**EXERCISE:** From the material below, pull each line containing the string "recorded".

--- SUPPLIED DATA Enclosed Below ---

//! Policy building, resolution and enforcement through the public API.

use codelab_sandbox_rs::compilation::{AssemblyStreams, CompiledAssembly};
use codelab_sandbox_rs::policy::rewriter::{collected_enumerable, count_argument};
use codelab_sandbox_rs::policy::rules::{EXPRESSION_FAMILY, REFLECTION_FAMILY};
use codelab_sandbox_rs::policy::{
    build_policy, global_policy, AccessLevel::*, CallSite, Decision, DenyReason, Guard, MemberRef,
    ParamShape, PolicyBuilder, PolicyEnforcer, ReferenceSurface,
};
use codelab_sandbox_rs::{PolicyBuildError, SandboxError};

fn member(path: &str) -> MemberRef {
    path.parse().unwrap()
}

fn console_only() -> PolicyBuilder {
    PolicyBuilder::new(ReferenceSurface::bundled()).namespace("System", Neutral, |n| {
        n.ty_with("Console", Neutral, |t| t.member("WriteLine", Allowed))
            .ty("Math", Allowed)
    })
}

#[test]
fn test_build_is_deterministic() {
    let first = build_policy(ReferenceSurface::bundled()).unwrap();
    let second = build_policy(ReferenceSurface::bundled()).unwrap();
    assert_eq!(first, second);
    assert_eq!(first.describe(), global_policy().describe());
}

#[test]
fn test_resolution_rules() {
    let tree = console_only().build().unwrap();

    assert!(tree.resolve(&member("System.Console::WriteLine")).is_allowed());
    // An allowed type allows every member without a rule.
    assert!(matches!(tree.resolve(&member("System.Math::Max")), Decision::Allowed(None)));
    assert!(matches!(
        tree.resolve(&member("System.Console::ReadLine")),
        Decision::Denied(DenyReason::NeutralWithoutRule)
    ));
    assert!(matches!(
        tree.resolve(&member("System.IO.File::Delete")),
        Decision::Denied(DenyReason::NotListed)
    ));
}

#[test]
fn test_denied_short_circuits() {
    let tree = PolicyBuilder::new(ReferenceSurface::bundled())
        .namespace("System.IO", Denied, |n| n)
        .build()
        .unwrap();
    assert!(matches!(
        tree.resolve(&member("System.IO.File::ReadAllText")),
        Decision::Denied(DenyReason::Explicit)
    ));
}

#[test]
fn test_unknown_type_aborts_build() {
    let error = PolicyBuilder::new(ReferenceSurface::bundled())
        .namespace("System", Neutral, |n| n.ty("Teleporter", Allowed))
        .build()
        .unwrap_err();
    assert!(matches!(error, PolicyBuildError::UnknownType(_)));
}

#[test]
fn test_unknown_member_aborts_build() {
    let error = PolicyBuilder::new(ReferenceSurface::bundled())
        .namespace("System", Neutral, |n| {
            n.ty_with("Console", Neutral, |t| t.member("Teleport", Allowed))
        })
        .build()
        .unwrap_err();
    assert!(matches!(error, PolicyBuildError::UnknownMember { .. }));
}

#[test]
fn test_conflicting_access_aborts_build() {
    let error = console_only()
        .namespace("System", Allowed, |n| n)
        .build()
        .unwrap_err();
    assert_eq!(error, PolicyBuildError::ConflictingAccess("System".to_string()));
}

#[test]
fn test_rewriter_requires_allowed() {
    let error = PolicyBuilder::new(ReferenceSurface::bundled())
        .namespace("System.Threading", Neutral, |n| {
            n.ty_with("Thread", Neutral, |t| t.member_with("Sleep", Denied, count_argument(10)))
        })
        .build()
        .unwrap_err();
    assert!(matches!(error, PolicyBuildError::RewriterOnDenied(_)));
}

#[test]
fn test_reflection_family_is_introspection_only() {
    let tree = PolicyBuilder::new(ReferenceSurface::bundled())
        .family(REFLECTION_FAMILY)
        .family(EXPRESSION_FAMILY)
        .build()
        .unwrap();

    assert!(tree.resolve(&member("System.Reflection.MethodInfo::get_Name")).is_allowed());
    assert!(!tree.resolve(&member("System.Reflection.MethodBase::get_MethodHandle")).is_allowed());
    assert!(!tree.resolve(&member("System.Reflection.MethodInfo::Invoke")).is_allowed());
    assert!(!tree.resolve(&member("System.Reflection.Assembly::Load")).is_allowed());
    assert!(!tree
        .resolve(&member("System.Linq.Expressions.LambdaExpression::Compile"))
        .is_allowed());
}

#[test]
fn test_enforcement_collects_every_violation() {
    let assembly = CompiledAssembly::new(
        AssemblyStreams::new(vec![0u8; 8]),
        vec![
            CallSite::new(member("System.IO.File::Delete"), vec![ParamShape::Value]).at_line(3),
            CallSite::new(member("System.Console::WriteLine"), vec![ParamShape::Value]).at_line(4),
            CallSite::new(member("System.IO.File::Delete"), vec![ParamShape::Value]).at_line(9),
            CallSite::new(member("System.Environment::Exit"), vec![ParamShape::Value]).at_line(5),
        ],
    );

    let Err(SandboxError::PolicyViolation(violations)) = PolicyEnforcer::global().enforce(assembly) else {
        panic!("expected a policy violation");
    };
    let reported: Vec<_> = violations.iter().map(|v| (v.member().to_string(), v.line())).collect();
    assert_eq!(
        reported,
        [
            ("System.IO.File::Delete".to_string(), Some(3)),
            ("System.Environment::Exit".to_string(), Some(5)),
        ]
    );
    assert!(violations.iter().all(|v| v.to_diagnostic().is_error()));
}

#[test]
fn test_custom_policy_guards_call_sites() {
    let tree = PolicyBuilder::new(ReferenceSurface::bundled())
        .namespace("System.Linq", Neutral, |n| {
            n.ty_with("Enumerable", Neutral, |t| t.member_with("Count", Allowed, collected_enumerable()))
        })
        .build()
        .unwrap();
    let enforcer = PolicyEnforcer::new(std::sync::Arc::new(tree));

    let count = member("System.Linq.Enumerable::Count");
    let verified = enforcer
        .enforce(CompiledAssembly::new(
            AssemblyStreams::new(vec![0u8; 8]),
            vec![CallSite::new(count.clone(), vec![ParamShape::Sequence])],
        ))
        .unwrap();

    let site = verified.call_site(&count).unwrap();
    assert_eq!(site.parameters, [ParamShape::Materialized]);
    assert!(matches!(site.guards[..], [Guard::MaterializeSequence { parameter: 0, .. }]));
}
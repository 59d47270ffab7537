//! Compilation sessions, diagnostics and the per-request pipeline.

pub mod assembly;
pub mod diagnostics;
pub mod pipeline;
pub mod session;
pub mod wasm;

pub use assembly::{AssemblyStreams, CompiledAssembly, Construct};
pub use diagnostics::{Diagnostic, Severity};
pub use pipeline::{
    CompilationEngine, CompileOutput, Failure, InspectionBackend, Pipeline, UpdateOutput,
    UpdateResult,
};
pub use session::{
    CancelHandle, CompilationOptions, CompilationSession, DocumentationMode, OptimizationLevel,
    OutputKind, ParseOptions, ReferenceSet,
};
pub use wasm::WasmEngine;
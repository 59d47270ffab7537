//! Compiled-assembly handoff between the engine, the enforcer and consumers.

use std::fmt;

use crate::policy::rewriter::CallSite;

/// Binary output of a compilation plus its optional debug symbols.
///
/// Consumers borrow the streams for the duration of one backend call; the
/// buffers are released when the owning assembly is dropped.
#[derive(Debug, Clone, PartialEq, Eq)]
pub struct AssemblyStreams {
    binary: Vec<u8>,
    symbols: Option<Vec<u8>>,
}

impl AssemblyStreams {
    /// Wrap a binary stream.
    pub fn new(binary: impl Into<Vec<u8>>) -> Self {
        Self {
            binary: binary.into(),
            symbols: None,
        }
    }

    /// Attach a companion debug-symbol stream.
    pub fn with_symbols(mut self, symbols: impl Into<Vec<u8>>) -> Self {
        self.symbols = Some(symbols.into());
        self
    }

    /// The binary stream.
    pub fn binary(&self) -> &[u8] {
        &self.binary
    }

    /// The debug-symbol stream, if produced.
    pub fn symbols(&self) -> Option<&[u8]> {
        self.symbols.as_deref()
    }
}

/// Output of a compilation engine, before policy verification.
#[derive(Debug, Clone)]
pub struct CompiledAssembly {
    streams: AssemblyStreams,
    references: Vec<CallSite>,
}

impl CompiledAssembly {
    /// Create an assembly from its streams and the library call sites it contains.
    pub fn new(streams: AssemblyStreams, references: Vec<CallSite>) -> Self {
        Self { streams, references }
    }

    /// The compiled streams.
    pub fn streams(&self) -> &AssemblyStreams {
        &self.streams
    }

    /// Every call site referencing a library member.
    pub fn references(&self) -> &[CallSite] {
        &self.references
    }

    pub(crate) fn into_parts(self) -> (AssemblyStreams, Vec<CallSite>) {
        (self.streams, self.references)
    }
}

/// A source construct some targets cannot handle.
#[derive(Debug, Clone, PartialEq, Eq)]
pub enum Construct {
    /// A static field initializer or static constructor.
    StaticInitializer {
        /// Declaring type.
        type_name: String,
    },
}

impl fmt::Display for Construct {
    fn fmt(&self, f: &mut fmt::Formatter<'_>) -> fmt::Result {
        match self {
            Construct::StaticInitializer { type_name } => {
                write!(f, "static initializer in `{type_name}`")
            }
        }
    }
}
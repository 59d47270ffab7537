//! Option protocol dispatcher.
//!
//! The transport layer forwards every `name=value` pair it receives for a
//! session; options not listed here are reported as unhandled so other layers
//! can share the channel.

use crate::compilation::session::{CompilationSession, OptimizationLevel};
use crate::error::Result;
use crate::macros::debug;

/// Option selecting `debug` or `release`.
pub const OPTIMIZE: &str = "optimize";
/// Option selecting the target.
pub const TARGET: &str = "target";

/// Routes named option updates to the session's adapter.
#[derive(Debug, Clone, Copy, Default)]
pub struct OptionDispatcher;

impl OptionDispatcher {
    /// Create a dispatcher.
    pub fn new() -> Self {
        Self
    }

    /// Apply one option.
    ///
    /// Returns `Ok(false)` for options this dispatcher does not handle. The
    /// target is recorded on the session before the adapter sees it, since
    /// inspection backends read the recorded name.
    pub fn apply(&self, session: &mut CompilationSession, name: &str, value: &str) -> Result<bool> {
        let adapter = session.adapter();
        match name {
            OPTIMIZE => {
                let level: OptimizationLevel = value.parse()?;
                adapter.set_optimization(session, level);
            }
            TARGET => {
                session.set_target(value);
                adapter.set_options_for_target(session, value);
            }
            _ => return Ok(false),
        }
        debug!(language = session.language_name(), option = name, value, "session option applied");
        Ok(true)
    }

    /// Apply several options in order, returning the names left unhandled.
    pub fn apply_all<'a>(
        &self,
        session: &mut CompilationSession,
        options: impl IntoIterator<Item = (&'a str, &'a str)>,
    ) -> Result<Vec<&'a str>> {
        let mut unhandled = Vec::new();
        for (name, value) in options {
            if !self.apply(session, name, value)? {
                unhandled.push(name);
            }
        }
        Ok(unhandled)
    }
}
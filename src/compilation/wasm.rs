//! Compilation engine for guests written directly as WebAssembly.
//!
//! The session text is a module in text format; the compiled assembly is that
//! text, which the execution host compiles (and caches) itself. Each import
//! becomes a call site located at the line that declares it.

use std::sync::Arc;

use crate::compilation::assembly::{AssemblyStreams, CompiledAssembly};
use crate::compilation::diagnostics::Diagnostic;
use crate::compilation::pipeline::{CompilationEngine, CompileOutput};
use crate::compilation::session::CompilationSession;
use crate::policy::rewriter::CallSite;
use crate::sandbox::executor::ExecutionHost;
use crate::sandbox::host_api;

/// Diagnostic id for modules that fail to compile.
pub const INVALID_MODULE_ID: &str = "WASM0001";

/// Engine that accepts WebAssembly text and describes its imports.
#[derive(Debug, Clone)]
pub struct WasmEngine {
    host: Arc<ExecutionHost>,
}

impl WasmEngine {
    /// Compile through `host`, so the module is cached for execution.
    pub fn new(host: Arc<ExecutionHost>) -> Self {
        Self { host }
    }
}

impl CompilationEngine for WasmEngine {
    fn compile(&self, session: &CompilationSession) -> CompileOutput {
        let text = session.text();
        match self.host.load_module(text.as_bytes()) {
            Ok(module) => {
                let references = host_api::describe_imports(&module)
                    .into_iter()
                    .map(|site| locate(text, site))
                    .collect();
                CompileOutput {
                    assembly: Some(CompiledAssembly::new(AssemblyStreams::new(text), references)),
                    diagnostics: Vec::new(),
                }
            }
            Err(error) => CompileOutput {
                assembly: None,
                diagnostics: vec![Diagnostic::error(INVALID_MODULE_ID, error.to_string())],
            },
        }
    }
}

fn locate(text: &str, site: CallSite) -> CallSite {
    let needle = format!("\"{}\" \"{}\"", site.member.type_path(), site.member.member());
    match text.lines().position(|line| line.contains(&needle)) {
        Some(index) => site.at_line(index as u32 + 1),
        None => site,
    }
}
/// Shape of the header when it declares a method.
///
/// The parameter list is the first top-level `(` directly after a name, so a
/// parenthesized tuple return type is skipped. Anything after a top-level `=`
/// or `=>` is an initializer or expression body, never a parameter list.
fn method_shape(header: &[Token]) -> Option<MethodShape> {
    if top_level(header).any(|(_, t)| t.is_ident("delegate")) {
        return None;
    }
    for (index, token) in top_level(header) {
        if token.is("=") || token.is("=>") {
            return None;
        }
        if token.is("(") {
            if let Some(name) = name_before(header, index) {
                return Some(MethodShape { open: index, name });
            }
        }
    }
    None
}

/// Index of the method name preceding the `(` at `open`, generic arguments skipped.
fn name_before(header: &[Token], open: usize) -> Option<usize> {
    let mut before = open.checked_sub(1)?;
    if header[before].is(">") {
        let mut depth = 0usize;
        loop {
            if header[before].is(">") {
                depth += 1;
            } else if header[before].is("<") {
                depth -= 1;
                if depth == 0 {
                    break;
                }
            }
            before = before.checked_sub(1)?;
        }
        before = before.checked_sub(1)?;
    }

    let name = &header[before];
    let is_name = name.kind == TokenKind::Ident
        && !NON_METHOD_WORDS.contains(&name.text)
        && !MODIFIERS.contains(&name.text);
    let is_operator = before > 0 && header[before - 1].is_ident("operator");
    (is_name || is_operator).then_some(before)
}

fn parameter_lines(header: &[Token], open: usize) -> Vec<u32> {
    let mut lines = Vec::new();
    let mut depth = 0usize;
    let mut at_start = true;
    for token in &header[open + 1..] {
        if depth == 0 && token.is(")") {
            break;
        }
        if depth == 0 && token.is(",") {
            at_start = true;
            continue;
        }
        if at_start {
            lines.push(token.pos.line);
            at_start = false;
        }
        if token.is("(") || token.is("[") || token.is("<") {
            depth += 1;
        } else if token.is(")") || token.is("]") || token.is(">") {
            depth = depth.saturating_sub(1);
        }
    }
    lines
}

fn is_static(header: &[Token]) -> bool {
    top_level(header).any(|(_, t)| t.is_ident("static"))
}

fn has_initializer(header: &[Token]) -> bool {
    top_level(header).any(|(_, t)| t.is("="))
}

#[cfg(test)]
mod tests {
    use super::*;

    fn lines_at(text: &str, needle: &str) -> Vec<u32> {
        let offset = text.find(needle).unwrap();
        let line = text[..offset].matches('\n').count() as u32 + 1;
        let column = (offset - text[..offset].rfind('\n').map_or(0, |i| i + 1)) as u32 + 1;
        scan(text)
            .method_at(SourcePosition::new(line, column))
            .map(|m| m.parameter_lines.clone())
            .unwrap_or_default()
    }

    #[test]
    fn test_single_line_parameters() {
        let text = "class C { void M(int a, string b) {} }";
        assert_eq!(lines_at(text, "M("), vec![1, 1]);
        assert_eq!(lines_at(text, "{}"), vec![1, 1]);
    }

    #[test]
    fn test_parameters_on_separate_lines() {
        let text = "class C {\n    int M(\n        [In] int a,\n        Dictionary<int, string> b,\n        int c = 1)\n    {\n        return a;\n    }\n}";
        assert_eq!(lines_at(text, "return"), vec![3, 4, 5]);
    }

    #[test]
    fn test_outside_method_is_empty() {
        let text = "class C {\n    int F = 0;\n    void M(int a) {}\n}";
        assert!(lines_at(text, "F =").is_empty());
        assert_eq!(lines_at(text, "M("), vec![3]);
    }

    #[test]
    fn test_expression_bodied_and_generic_methods() {
        let text = "class C {\n    T Id<T>(T value) => value;\n    public static C operator +(C x,\n        C y) => x;\n}";
        let declarations = scan(text);
        let names: Vec<&str> = declarations.methods.iter().map(|m| m.name.as_str()).collect();
        assert_eq!(names, ["Id", "operator"]);
        assert_eq!(declarations.methods[1].parameter_lines, vec![3, 4]);
        assert!(declarations.static_initializers.is_empty());
    }

    #[test]
    fn test_braces_in_strings_and_comments_ignored() {
        let text = "class C {\n    // }\n    string S = \"}{\";\n    /* { */ void M(int a) { var s = @\"}\"; }\n}";
        assert_eq!(lines_at(text, "M("), vec![4]);
    }

    #[test]
    fn test_static_field_initializer() {
        let declarations = scan("class C { static int F = 0; }");
        assert_eq!(
            declarations.static_initializers,
            vec![StaticInitializer {
                type_name: "C".to_string(),
                line: 1
            }]
        );
    }

    #[test]
    fn test_static_constructor_and_nested_types() {
        let text = "namespace N {\n  class Outer {\n    class Inner {\n      static Inner() { }\n    }\n    static int P { get; } = 5;\n  }\n}";
        let types: Vec<String> = scan(text)
            .static_initializers
            .into_iter()
            .map(|s| s.type_name)
            .collect();
        assert_eq!(types, ["Outer+Inner", "Outer"]);
    }

    #[test]
    fn test_non_static_members_are_not_initializers() {
        let text = "class C {\n  const int A = 1;\n  int B = 2;\n  static int M() => 0;\n  static int P { get; set; }\n  int Q { get; } = 3;\n}";
        assert!(scan(text).static_initializers.is_empty());
    }

    #[test]
    fn test_tuple_return_types() {
        let text = "class C {\n    public (int, int) M(int a,\n        string b) => (a, b.Length);\n    (int x, int y) N(int a,\n        int b) { return (a, b); }\n}";
        let names: Vec<String> = scan(text).methods.into_iter().map(|m| m.name).collect();
        assert_eq!(names, ["M", "N"]);
        assert_eq!(lines_at(text, "M("), vec![2, 3]);
        assert_eq!(lines_at(text, "return"), vec![4, 5]);
    }

    #[test]
    fn test_expression_bodied_property_and_delegate_are_not_methods() {
        let text = "class C {\n    int P => Compute(1, 2);\n    delegate int D(int x,\n        int y);\n    int Compute(int a, int b) => a + b;\n}";
        let names: Vec<String> = scan(text).methods.into_iter().map(|m| m.name).collect();
        assert_eq!(names, ["Compute"]);
        assert!(lines_at(text, "Compute(1").is_empty());
        assert!(lines_at(text, "D(").is_empty());
        assert_eq!(lines_at(text, "a + b"), vec![5, 5]);
    }
}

--- End of Enclosed SUPPLIED DATA ---

**RESPONSE FOR THIS EXERCISE:**
    /// target is recorded on the session before the adapter sees it, since
    /// inspection backends read the recorded name.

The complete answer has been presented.